Yesterday we packed up my father, TB the Elder.
Packing him up was easier and more difficult than packing for my mother. Easier, because there is not a sense of secrecy as we go about looking at things, of having to have a ready answer for "why we are taking that".
Harder, in that my father is very clear what we are doing.
He is less concerned with some things. The practical matters of things like towels and linens and dishes he is little concerned with, and I sincerely doubt he knows which clothes we have selected for him. He seems surprised as we haul a bed frame and mattress past him (he has slept on the couch for years; the facility tells us the medical staff will not like that so down the the bed goes). We debate which recliner to take; he finally shrugs and says "Whatever". We take the one that he sits in next to the fireplace now.
His concern are the pictures.
My sister has done a good job, grabbing pictures that my father has mentioned as well as ones which she thinks he will want. There are far more going than went for my mother, but then again my father remembers more. They are mostly pictures of the grandchildren, both mine and my sister's, with a healthy grouping of pictures of he and my mother. I assume there are one or two of us there as well; as children, we often rate somewhat below the grandchildren and slightly above remembered pets.
He just sits and watches as we trundle past, slowly transferring what seems essential to his life in a new location. His grief and sadness are palpable as they are largely unspoken - when my sister asks him how he is doing, he just says how much he misses my mother.

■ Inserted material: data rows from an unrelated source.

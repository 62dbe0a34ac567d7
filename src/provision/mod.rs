//! Top-level provisioning flow.
//!
//! [`Provisioner`] drives one provider adapter through credential
//! resolution, SSH key registration, instance creation, readiness polling
//! and environment injection. Per-attempt state (the credential environment
//! and the temporary file tracker) lives in a [`ProvisioningContext`] owned
//! by the caller, so nothing is written to the process environment.

use std::sync::Arc;
use std::time::Duration;

use camino::Utf8PathBuf;
use tracing::{debug, error, info, warn};

use crate::adapter::{AdapterFuture, InstanceHandle, ProviderAdapter};
use crate::backoff::{RetryPolicy, retry};
use crate::command::{CommandRunner, ProcessCommandRunner};
use crate::config::SpawnConfig;
use crate::credentials::{
    CredentialEnv, CredentialResolver, CredentialStore, JsonCredentialStore, LineReader,
    TerminalLineReader,
};
use crate::error::ProvisionError;
use crate::inject::EnvInjector;
use crate::poller::{PollTarget, ProbeError, StatusProbe, poll_until_ready};
use crate::ssh_key::{SshKeyManager, ensure_registered};
use crate::temp_tracker::{TempTracker, TempTrackerError, install_signal_trap};

/// State scoped to one provisioning attempt.
#[derive(Debug)]
pub struct ProvisioningContext<R: CommandRunner = ProcessCommandRunner> {
    env: CredentialEnv,
    tracker: Arc<TempTracker<R>>,
}

impl ProvisioningContext {
    /// Context over the process environment, shredding with `shred_bin`.
    #[must_use]
    pub fn for_process(shred_bin: &str) -> Self {
        Self::new(
            CredentialEnv::process(),
            Arc::new(TempTracker::new(ProcessCommandRunner, shred_bin)),
        )
    }
}

impl<R: CommandRunner> ProvisioningContext<R> {
    /// Builds a context from its parts.
    #[must_use]
    pub const fn new(env: CredentialEnv, tracker: Arc<TempTracker<R>>) -> Self {
        Self { env, tracker }
    }

    /// Credential environment for this attempt.
    #[must_use]
    pub const fn env(&self) -> &CredentialEnv {
        &self.env
    }

    /// Mutable credential environment for this attempt.
    pub const fn env_mut(&mut self) -> &mut CredentialEnv {
        &mut self.env
    }

    /// Temporary file tracker for this attempt.
    #[must_use]
    pub fn tracker(&self) -> &TempTracker<R> {
        &self.tracker
    }
}

impl<R> ProvisioningContext<R>
where
    R: CommandRunner + Send + Sync + 'static,
{
    /// Installs the interrupt and terminate trap for this context's tracker.
    ///
    /// # Errors
    ///
    /// Returns [`TempTrackerError`] when no runtime is active or the signal
    /// handlers cannot be registered.
    pub fn install_signal_trap(&self) -> Result<bool, TempTrackerError> {
        install_signal_trap(Arc::clone(&self.tracker))
    }
}

/// A ready instance with its environment injected.
#[derive(Clone, Debug, Eq, PartialEq)]
pub struct Provisioned {
    /// Instance handle returned by the adapter.
    pub handle: InstanceHandle,
    /// Address the instance reported once ready.
    pub ip: String,
}

#[derive(Clone, Copy, Debug, Eq, PartialEq)]
struct PollCadence {
    delay: Duration,
    max_attempts: u32,
}

/// Runs the provisioning flow for any [`ProviderAdapter`].
#[derive(Clone, Debug)]
pub struct Provisioner<S, L, K: CommandRunner = ProcessCommandRunner> {
    resolver: CredentialResolver<S, L>,
    keys: SshKeyManager<K>,
    key_path: Utf8PathBuf,
    injector: EnvInjector,
    retry: RetryPolicy,
    cadence: Option<PollCadence>,
}

impl Provisioner<JsonCredentialStore, TerminalLineReader> {
    /// Provisioner wired to the real file system, terminal and binaries.
    #[must_use]
    pub fn from_config(config: &SpawnConfig) -> Self {
        Self::new(
            CredentialResolver::new(config.credential_store(), TerminalLineReader),
            SshKeyManager::new(ProcessCommandRunner, config.ssh_keygen_bin.as_str()),
            config.ssh_key_file(),
            config.env_injector(),
        )
        .with_retry_policy(config.retry_policy())
        .with_poll_cadence(config.poll_delay(), config.max_poll_attempts)
    }
}

impl<S, L, K> Provisioner<S, L, K>
where
    S: CredentialStore,
    L: LineReader,
    K: CommandRunner,
{
    /// Assembles a provisioner from its collaborators.
    #[must_use]
    pub fn new(
        resolver: CredentialResolver<S, L>,
        keys: SshKeyManager<K>,
        key_path: impl Into<Utf8PathBuf>,
        injector: EnvInjector,
    ) -> Self {
        Self {
            resolver,
            keys,
            key_path: key_path.into(),
            injector,
            retry: RetryPolicy::default(),
            cadence: None,
        }
    }

    /// Overrides the retry policy for create calls.
    #[must_use]
    pub const fn with_retry_policy(mut self, retry: RetryPolicy) -> Self {
        self.retry = retry;
        self
    }

    /// Overrides the adapter's poll delay and attempt budget.
    #[must_use]
    pub const fn with_poll_cadence(mut self, delay: Duration, max_attempts: u32) -> Self {
        self.cadence = Some(PollCadence {
            delay,
            max_attempts,
        });
        self
    }

    /// Provisions an instance and injects `payload` into it.
    ///
    /// The ready address is exported into the context's credential
    /// environment when the adapter names a variable for it. Failures after
    /// the instance exists destroy it before returning.
    ///
    /// # Errors
    ///
    /// Returns [`ProvisionError`] describing the first failing step.
    pub async fn provision<A, R>(
        &self,
        adapter: &A,
        ctx: &mut ProvisioningContext<R>,
        payload: &[(String, String)],
    ) -> Result<Provisioned, ProvisionError<A::Error>>
    where
        A: ProviderAdapter + Sync,
        R: CommandRunner,
    {
        let provider = adapter.credentials().provider.clone();
        let credentials = self
            .resolver
            .resolve_validated(&mut ctx.env, adapter.credentials(), adapter)
            .await?;

        let identity = if adapter.uses_ssh_keys() {
            let key = self.keys.ensure(&self.key_path)?;
            let registration = ensure_registered(adapter, &key).await?;
            debug!(provider = %provider, ?registration, "SSH key ready");
            Some(key)
        } else {
            None
        };

        let handle = retry(
            &self.retry,
            |err: &A::Error| adapter.is_retryable(err),
            |attempt| {
                debug!(provider = %provider, attempt, "creating instance");
                adapter.create(&credentials, identity.as_ref())
            },
        )
        .await
        .map_err(|source| ProvisionError::Create {
            provider: provider.clone(),
            source,
        })?;
        info!(provider = %provider, instance = %handle.label, "instance created");

        match self.finish(adapter, ctx, &handle, payload).await {
            Ok(ip) => Ok(Provisioned { handle, ip }),
            Err(err) => Err(teardown(adapter, &handle, err).await),
        }
    }

    /// Runs [`Provisioner::provision`], erases tracked files and returns the
    /// process exit code.
    #[must_use]
    pub async fn run_to_exit_code<A, R>(
        &self,
        adapter: &A,
        ctx: &mut ProvisioningContext<R>,
        payload: &[(String, String)],
    ) -> i32
    where
        A: ProviderAdapter + Sync,
        R: CommandRunner,
    {
        let code = match self.provision(adapter, ctx, payload).await {
            Ok(provisioned) => {
                info!(
                    instance = %provisioned.handle.label,
                    ip = %provisioned.ip,
                    "instance provisioned"
                );
                0
            }
            Err(err) => {
                error!(kind = %err.kind(), error = %err, "provisioning failed");
                err.exit_code()
            }
        };
        ctx.tracker.cleanup(code)
    }

    async fn finish<A, R>(
        &self,
        adapter: &A,
        ctx: &mut ProvisioningContext<R>,
        handle: &InstanceHandle,
        payload: &[(String, String)],
    ) -> Result<String, ProvisionError<A::Error>>
    where
        A: ProviderAdapter + Sync,
        R: CommandRunner,
    {
        let target = self.poll_target(adapter, handle);
        let probe = HandleProbe { adapter, handle };
        let ready = poll_until_ready(&target, &probe).await?;

        if let Some(name) = adapter.ip_env_var() {
            ctx.env.set(name, ready.ip.as_str());
        }

        let transport = adapter.transport(handle, &ready.ip);
        self.injector
            .inject(ctx.tracker(), &transport, payload)
            .await?;
        Ok(ready.ip)
    }

    fn poll_target<A: ProviderAdapter>(&self, adapter: &A, handle: &InstanceHandle) -> PollTarget {
        let mut target = adapter.poll_target(handle);
        if let Some(cadence) = self.cadence {
            target = target
                .with_poll_delay(cadence.delay)
                .with_max_attempts(cadence.max_attempts);
        }
        target
    }
}

async fn teardown<A>(
    adapter: &A,
    handle: &InstanceHandle,
    err: ProvisionError<A::Error>,
) -> ProvisionError<A::Error>
where
    A: ProviderAdapter,
{
    warn!(instance = %handle.label, error = %err, "destroying instance after failure");
    match adapter.destroy(handle).await {
        Ok(()) => err,
        Err(teardown_err) => ProvisionError::Teardown {
            source: Box::new(err),
            teardown: teardown_err.to_string(),
        },
    }
}

struct HandleProbe<'a, A> {
    adapter: &'a A,
    handle: &'a InstanceHandle,
}

impl<A: ProviderAdapter> StatusProbe for HandleProbe<'_, A> {
    fn fetch(&self) -> AdapterFuture<'_, String, ProbeError> {
        self.adapter.fetch_status(self.handle)
    }
}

He goes to bed at 7:00 PM tonight, the earliest he has gone since I have been here. When I ask him if everything is okay, he just shrugs and says he misses my mother. Sleep is a way to escape the reality of the pain, the memoryless hole where we find visions and confusion and occasionally, rest.
And so I sit here in the computer room off the side of the living room, working in the flickering light and darkness of the ;laptop screen. If I look through the glass panes of the closed door, I can see the flickering of the television and beyond that the orange and blue flames of the fire in the stove, slowly burning away to keep out the cold of the rain that I hear pouring down outside in the darkness - the fire that has burned here all winter for over 20 years. My father has gone to sleep, dreaming the dreams of old men who have had full lives and now find themselves in a place they had not imagined.
I look out the window into the darkness. The rain only comes down harder, giving me no answers except for its fury.